The attorney general’s office has asked Google for information regarding Foundem, SourceTool/TradeComet and myTriggers, each of which have complained in the past that Google pushed them down its search rankings or reduced their appeal to advertisers.
As it did during the initiation of the European Commission antitrust investigation, Google on Friday highlighted connections between the complainants and Microsoft. Foundem, Google notes, is backed by the Initiative for Competitive Online Marketplace, an organization funded in part by Microsoft. MyTriggers and SourceTool/TradeComment are represented by Microsoft antitrust attorneys, Google said.
In its blog post, Google said it recognizes that as it grows, it will face more questions about how its business works. “Given that not every website can be at the top of the results, or even appear on the first page of our results, it’s unsurprising that some less relevant, lower quality websites will be unhappy with their ranking,” Don Harrison, deputy general counsel at Google, wrote in the post.
Google is cooperating with the Texas Attorney General’s Office, he said.
Foundem, one of the companies that complained to the European Commission, has said that it believes it was essentially blacklisted from Google’s search results for a while because Google sees it as a competitor.
In a suit filed last year, SourceTool alleged that Google raised the prices it had to bid for advertisements by 10,000 percent. Its suit was dismissed because the New York court it was filed in said the suit should have been filed in California.
MyTriggers filed an antitrust suit against Google earlier this year after Google sued it for failing to pay a US$335,000 AdWords bill. MyTriggers says Google inflated the rate it paid for ads after it decided MyTriggers was becoming a competitive threat. Ohio’s attorney general has joined the suit against Google.
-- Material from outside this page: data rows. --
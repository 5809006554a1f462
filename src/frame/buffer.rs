//! Owned, reusable pixel storage.

use super::format::{PixelFormat, MAX_PLANES};
use super::view::{FrameView, Plane};

/// Default row alignment in bytes for newly allocated buffers.
pub const DEFAULT_ROW_ALIGNMENT: usize = 16;

/// A frame-sized pixel buffer that owns its memory.
///
/// All planes live in one contiguous allocation. Every plane satisfies
/// `stride >= row bytes` and occupies `stride * rows` bytes, so the buffer can
/// be reused frame after frame without reallocation.
#[derive(Debug, Clone, PartialEq, Eq)]
pub struct PixelBuffer {
    format: PixelFormat,
    width: usize,
    height: usize,
    strides: [usize; MAX_PLANES],
    offsets: [usize; MAX_PLANES],
    data: Vec<u8>,
}

impl PixelBuffer {
    /// Allocate a zeroed buffer with rows padded to [`DEFAULT_ROW_ALIGNMENT`].
    pub fn new(format: PixelFormat, width: usize, height: usize) -> Self {
        Self::with_alignment(format, width, height, DEFAULT_ROW_ALIGNMENT)
    }

    /// Allocate a zeroed buffer with rows padded to a multiple of `alignment`.
    ///
    /// An alignment of 0 or 1 packs rows tightly.
    pub fn with_alignment(format: PixelFormat, width: usize, height: usize, alignment: usize) -> Self {
        let alignment = alignment.max(1);
        let mut strides = [0; MAX_PLANES];
        let mut offsets = [0; MAX_PLANES];
        let mut total = 0;
        for index in 0..format.plane_count() {
            let row_bytes = format.min_row_bytes(index, width);
            let (_, rows) = format.plane_dimensions(index, width, height);
            strides[index] = row_bytes.div_ceil(alignment) * alignment;
            offsets[index] = total;
            total += strides[index] * rows;
        }
        Self {
            format,
            width,
            height,
            strides,
            offsets,
            data: vec![0; total],
        }
    }

    /// Build a tightly packed 4-channel buffer from `[r, g, b, a]` pixels in
    /// row-major order.
    pub fn from_rgba_pixels(
        format: PixelFormat,
        width: usize,
        height: usize,
        pixels: &[[u8; 4]],
    ) -> Option<Self> {
        let layout = format.channel_layout()?;
        if pixels.len() != width * height {
            return None;
        }
        let mut buffer = Self::with_alignment(format, width, height, 1);
        for (dst, px) in buffer.data.chunks_exact_mut(4).zip(pixels) {
            for (offset, value) in layout.offsets().into_iter().zip(px) {
                dst[offset] = *value;
            }
        }
        Some(buffer)
    }

    pub fn format(&self) -> PixelFormat {
        self.format
    }

    pub fn width(&self) -> usize {
        self.width
    }

    pub fn height(&self) -> usize {
        self.height
    }

    pub fn pixel_count(&self) -> usize {
        self.width * self.height
    }

    pub fn is_empty(&self) -> bool {
        self.width == 0 || self.height == 0
    }

    /// Row stride of plane `index` in bytes.
    pub fn stride(&self, index: usize) -> usize {
        self.strides[index]
    }

    /// True when the buffer already has the given layout and size.
    pub fn matches(&self, format: PixelFormat, width: usize, height: usize) -> bool {
        self.format == format && self.width == width && self.height == height
    }

    /// The whole backing allocation, padding included.
    pub fn as_bytes(&self) -> &[u8] {
        &self.data
    }

    fn plane_range(&self, index: usize) -> std::ops::Range<usize> {
        let (_, rows) = self.format.plane_dimensions(index, self.width, self.height);
        let start = self.offsets[index];
        start..start + self.strides[index] * rows
    }

    /// Bytes of plane `index`, padding included.
    pub fn plane(&self, index: usize) -> &[u8] {
        &self.data[self.plane_range(index)]
    }

    pub fn plane_mut(&mut self, index: usize) -> &mut [u8] {
        let range = self.plane_range(index);
        &mut self.data[range]
    }

    /// Row `y` of plane `index`, without padding.
    pub fn row(&self, index: usize, y: usize) -> &[u8] {
        let start = self.offsets[index] + y * self.strides[index];
        let len = self.format.min_row_bytes(index, self.width);
        &self.data[start..start + len]
    }

    pub fn row_mut(&mut self, index: usize, y: usize) -> &mut [u8] {
        let start = self.offsets[index] + y * self.strides[index];
        let len = self.format.min_row_bytes(index, self.width);
        &mut self.data[start..start + len]
    }

    /// Read the pixel at (x, y) as `[r, g, b, a]`.
    ///
    /// Returns `None` for formats without a 4-channel layout or coordinates
    /// outside the buffer.
    pub fn rgba_at(&self, x: usize, y: usize) -> Option<[u8; 4]> {
        let layout = self.format.channel_layout()?;
        if x >= self.width || y >= self.height {
            return None;
        }
        let px = &self.row(0, y)[x * 4..x * 4 + 4];
        Some(layout.offsets().map(|offset| px[offset]))
    }

    /// Borrow the buffer as a frame view, e.g. to feed it back into the
    /// converter.
    pub fn view(&self) -> FrameView<'_> {
        let count = self.format.plane_count();
        let mut planes = [Plane::default(); MAX_PLANES];
        for (index, plane) in planes.iter_mut().enumerate().take(count) {
            *plane = Plane::new(self.plane(index), self.strides[index]);
        }
        FrameView::new(self.format, self.width, self.height, &planes[..count])
    }
}

#[cfg(test)]
mod tests {
    use super::*;

    #[test]
    fn test_new_pads_rows_to_alignment() {
        let buf = PixelBuffer::new(PixelFormat::Rgba8, 3, 2);
        // 12 bytes of pixels padded to 16
        assert_eq!(buf.stride(0), 16);
        assert_eq!(buf.as_bytes().len(), 32);
        assert_eq!(buf.row(0, 1).len(), 12);
    }

    #[test]
    fn test_nv12_planes_are_contiguous() {
        let buf = PixelBuffer::with_alignment(PixelFormat::Nv12, 4, 4, 1);
        assert_eq!(buf.plane(0).len(), 16);
        assert_eq!(buf.plane(1).len(), 8);
        assert_eq!(buf.as_bytes().len(), 24);
        assert!(buf.view().validate().is_ok());
    }

    #[test]
    fn test_from_rgba_pixels_respects_channel_order() {
        let buf =
            PixelBuffer::from_rgba_pixels(PixelFormat::Argb8, 1, 1, &[[10, 20, 30, 40]]).unwrap();
        assert_eq!(buf.as_bytes(), &[40, 10, 20, 30]);
        assert_eq!(buf.rgba_at(0, 0), Some([10, 20, 30, 40]));
        assert_eq!(buf.rgba_at(1, 0), None);
    }

    #[test]
    fn test_zero_area_buffer_is_empty() {
        let buf = PixelBuffer::new(PixelFormat::Rgba8, 0, 0);
        assert!(buf.is_empty());
        assert_eq!(buf.pixel_count(), 0);
        assert!(buf.as_bytes().is_empty());
    }
}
While it’s difficult to know exactly what happened with each of the companies, the complaints seem to point to a couple of issues. “The theme, I think, running through this is the lack of transparency,” said Greg Sterling of Sterling Market Intelligence.
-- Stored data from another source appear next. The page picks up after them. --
//! Cached conversion plans and the row kernels that execute them.

use super::matrix::{ColorMatrix, ColorRange, YCbCrCoefficients};
use crate::error::ConversionError;
use crate::frame::{FrameView, PixelBuffer, PixelFormat};

/// User-facing knobs for YCbCr conversion.
#[derive(Debug, Clone, Copy, PartialEq, Default)]
pub struct ConversionOptions {
    pub matrix: ColorMatrix,
    pub range: ColorRange,
}

/// Fingerprint of a conversion: both formats plus the frame size.
///
/// A context is only valid for frames whose key equals the one it was built
/// for; comparing keys is the cheap per-frame check.
#[derive(Debug, Clone, Copy, PartialEq, Eq, Hash)]
pub struct ConversionKey {
    pub source: PixelFormat,
    pub destination: PixelFormat,
    pub width: usize,
    pub height: usize,
}

impl ConversionKey {
    pub fn for_frame(frame: &FrameView<'_>, destination: PixelFormat) -> Self {
        Self {
            source: frame.format(),
            destination,
            width: frame.width(),
            height: frame.height(),
        }
    }
}

/// A conversion plan built once per key and reused for every frame.
///
/// Holds the color matrix factors and two rows of RGBA scratch space, which
/// is all the per-frame path needs; converting never allocates.
#[derive(Debug, Clone)]
pub struct ConversionContext {
    key: ConversionKey,
    coefficients: YCbCrCoefficients,
    scratch: Vec<[u8; 4]>,
}

impl ConversionContext {
    pub fn new(key: ConversionKey, options: ConversionOptions) -> Result<Self, ConversionError> {
        if key.width == 0 || key.height == 0 {
            return Err(ConversionError::EmptyFrame {
                width: key.width,
                height: key.height,
            });
        }
        for format in [key.source, key.destination] {
            if format == PixelFormat::Yuyv && key.width % 2 != 0 {
                return Err(ConversionError::OddWidth {
                    format,
                    width: key.width,
                });
            }
        }
        let coefficients = YCbCrCoefficients::new(options.matrix, options.range)?;
        Ok(Self {
            key,
            coefficients,
            scratch: vec![[0, 0, 0, 255]; key.width * 2],
        })
    }

    pub fn key(&self) -> ConversionKey {
        self.key
    }

    /// Allocate a destination buffer sized for this context.
    pub fn allocate_destination(&self, alignment: usize) -> PixelBuffer {
        PixelBuffer::with_alignment(
            self.key.destination,
            self.key.width,
            self.key.height,
            alignment,
        )
    }

    /// Convert `src` into `dst`.
    ///
    /// Rows are processed in pairs so 4:2:0 destinations can average each
    /// 2x2 chroma block.
    pub fn convert(&mut self, src: &FrameView<'_>, dst: &mut PixelBuffer) -> Result<(), ConversionError> {
        src.validate()?;
        if ConversionKey::for_frame(src, self.key.destination) != self.key {
            return Err(ConversionError::ContextMismatch);
        }
        let ConversionKey {
            destination,
            width,
            height,
            ..
        } = self.key;
        if !dst.matches(destination, width, height) {
            return Err(ConversionError::DestinationMismatch {
                width,
                height,
                expected_format: destination,
                dst_width: dst.width(),
                dst_height: dst.height(),
                dst_format: dst.format(),
            });
        }

        for y0 in (0..height).step_by(2) {
            let rows = (height - y0).min(2);
            for r in 0..rows {
                let out = &mut self.scratch[r * width..(r + 1) * width];
                decode_row(src, y0 + r, out, &self.coefficients);
            }
            encode_rows(dst, y0, &self.scratch[..rows * width], width, &self.coefficients);
        }
        Ok(())
    }
}

/// Decode row `y` of any source format into RGBA pixels.
fn decode_row(src: &FrameView<'_>, y: usize, out: &mut [[u8; 4]], c: &YCbCrCoefficients) {
    let format = src.format();
    match format {
        PixelFormat::Rgba8 | PixelFormat::Bgra8 | PixelFormat::Argb8 => {
            if let Some(layout) = format.channel_layout() {
                let offsets = layout.offsets();
                for (px, chunk) in out.iter_mut().zip(src.row(0, y).chunks_exact(4)) {
                    *px = offsets.map(|o| chunk[o]);
                }
            }
        }
        PixelFormat::Rgb8 => {
            for (px, chunk) in out.iter_mut().zip(src.row(0, y).chunks_exact(3)) {
                *px = [chunk[0], chunk[1], chunk[2], 255];
            }
        }
        PixelFormat::Nv12 => {
            let luma = src.row(0, y);
            let chroma = src.row(1, y / 2);
            for (x, px) in out.iter_mut().enumerate() {
                let pair = (x / 2) * 2;
                let [r, g, b] = c.decode(luma[x], chroma[pair], chroma[pair + 1]);
                *px = [r, g, b, 255];
            }
        }
        PixelFormat::I420 => {
            let luma = src.row(0, y);
            let cb = src.row(1, y / 2);
            let cr = src.row(2, y / 2);
            for (x, px) in out.iter_mut().enumerate() {
                let [r, g, b] = c.decode(luma[x], cb[x / 2], cr[x / 2]);
                *px = [r, g, b, 255];
            }
        }
        PixelFormat::Yuyv => {
            let row = src.row(0, y);
            for (x, px) in out.iter_mut().enumerate() {
                let macro_px = &row[(x / 2) * 4..(x / 2) * 4 + 4];
                let luma = macro_px[(x % 2) * 2];
                let [r, g, b] = c.decode(luma, macro_px[1], macro_px[3]);
                *px = [r, g, b, 255];
            }
        }
    }
}

/// Encode one or two RGBA rows into `dst` starting at row `y0`.
fn encode_rows(dst: &mut PixelBuffer, y0: usize, rows: &[[u8; 4]], width: usize, c: &YCbCrCoefficients) {
    let format = dst.format();
    match format {
        PixelFormat::Rgba8 | PixelFormat::Bgra8 | PixelFormat::Argb8 => {
            if let Some(layout) = format.channel_layout() {
                let offsets = layout.offsets();
                for (r, src_row) in rows.chunks_exact(width).enumerate() {
                    let out = dst.row_mut(0, y0 + r);
                    for (chunk, px) in out.chunks_exact_mut(4).zip(src_row) {
                        for (offset, value) in offsets.iter().zip(px) {
                            chunk[*offset] = *value;
                        }
                    }
                }
            }
        }
        PixelFormat::Rgb8 => {
            for (r, src_row) in rows.chunks_exact(width).enumerate() {
                let out = dst.row_mut(0, y0 + r);
                for (chunk, px) in out.chunks_exact_mut(3).zip(src_row) {
                    chunk.copy_from_slice(&px[..3]);
                }
            }
        }
        PixelFormat::Yuyv => {
            for (r, src_row) in rows.chunks_exact(width).enumerate() {
                let out = dst.row_mut(0, y0 + r);
                for (chunk, pair) in out.chunks_exact_mut(4).zip(src_row.chunks_exact(2)) {
                    let (y_a, cb_a, cr_a) = c.encode(pair[0][0], pair[0][1], pair[0][2]);
                    let (y_b, cb_b, cr_b) = c.encode(pair[1][0], pair[1][1], pair[1][2]);
                    chunk[0] = c.quantize_luma(y_a);
                    chunk[1] = c.quantize_chroma((cb_a + cb_b) * 0.5);
                    chunk[2] = c.quantize_luma(y_b);
                    chunk[3] = c.quantize_chroma((cr_a + cr_b) * 0.5);
                }
            }
        }
        PixelFormat::Nv12 | PixelFormat::I420 => {
            for (r, src_row) in rows.chunks_exact(width).enumerate() {
                let out = dst.row_mut(0, y0 + r);
                for (luma, px) in out.iter_mut().zip(src_row) {
                    *luma = c.quantize_luma(c.encode(px[0], px[1], px[2]).0);
                }
            }
            let chroma_y = y0 / 2;
            let chroma_width = width.div_ceil(2);
            for cx in 0..chroma_width {
                let (cb, cr) = average_chroma(rows, width, cx, c);
                let (cb, cr) = (c.quantize_chroma(cb), c.quantize_chroma(cr));
                if format == PixelFormat::Nv12 {
                    let out = dst.row_mut(1, chroma_y);
                    out[cx * 2] = cb;
                    out[cx * 2 + 1] = cr;
                } else {
                    dst.row_mut(1, chroma_y)[cx] = cb;
                    dst.row_mut(2, chroma_y)[cx] = cr;
                }
            }
        }
    }
}

/// Mean chroma of the up-to-2x2 block whose top-left column is `2 * cx`.
fn average_chroma(rows: &[[u8; 4]], width: usize, cx: usize, c: &YCbCrCoefficients) -> (f32, f32) {
    let x_end = (cx * 2 + 2).min(width);
    let mut cb_sum = 0.0;
    let mut cr_sum = 0.0;
    let mut count = 0.0;
    for row in rows.chunks_exact(width) {
        for px in &row[cx * 2..x_end] {
            let (_, cb, cr) = c.encode(px[0], px[1], px[2]);
            cb_sum += cb;
            cr_sum += cr;
            count += 1.0;
        }
    }
    (cb_sum / count, cr_sum / count)
}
Google does make an effort to explain to companies how it ranks search results and it has a clear motivation to make its results useful, but it doesn’t reveal how its algorithms work. That means Google has sometimes made changes to its algorithms that have hurt some companies’ rankings, Sterling noted. Without being able to know how the algorithms work, those companies may struggle to recapture their previous rankings and could find their revenues significantly impacted.
But from Google’s point of view, “it’s a cat and mouse game,” he said. That’s because if Google reveals too much about how its algorithms work, sites will be able to game the system with the result that some sites with very little value will rise to the top of the rankings, he said.
The lawsuits are an indication of how important Google has become. “It shows you how high the stakes are and how many people rely on Google as a fundamental marketing vehicle or as a driver of their revenue,” Sterling said. Even though the Yahoo/Microsoft search deal gives Bing nearly 30 percent of the market, that leaves Google with essentially the remainder. “Google’s importance and centrality to the whole ‘Net experience has created this enormous industry around ranking and placement and so everybody is trying to compete for position on Google,” he said.
The legal system is now tasked with examining this complicated network of interests. “Do the courts say, ‘Well, Google needs to disclose how it ranks things and give everybody access because Google is really a utility and needs to be regulated,’ or do they say, ‘Google has a right to protect the quality of its own users’ experience versus the spam or quasi-spam sites?'” he said. “It’s a difficult problem.”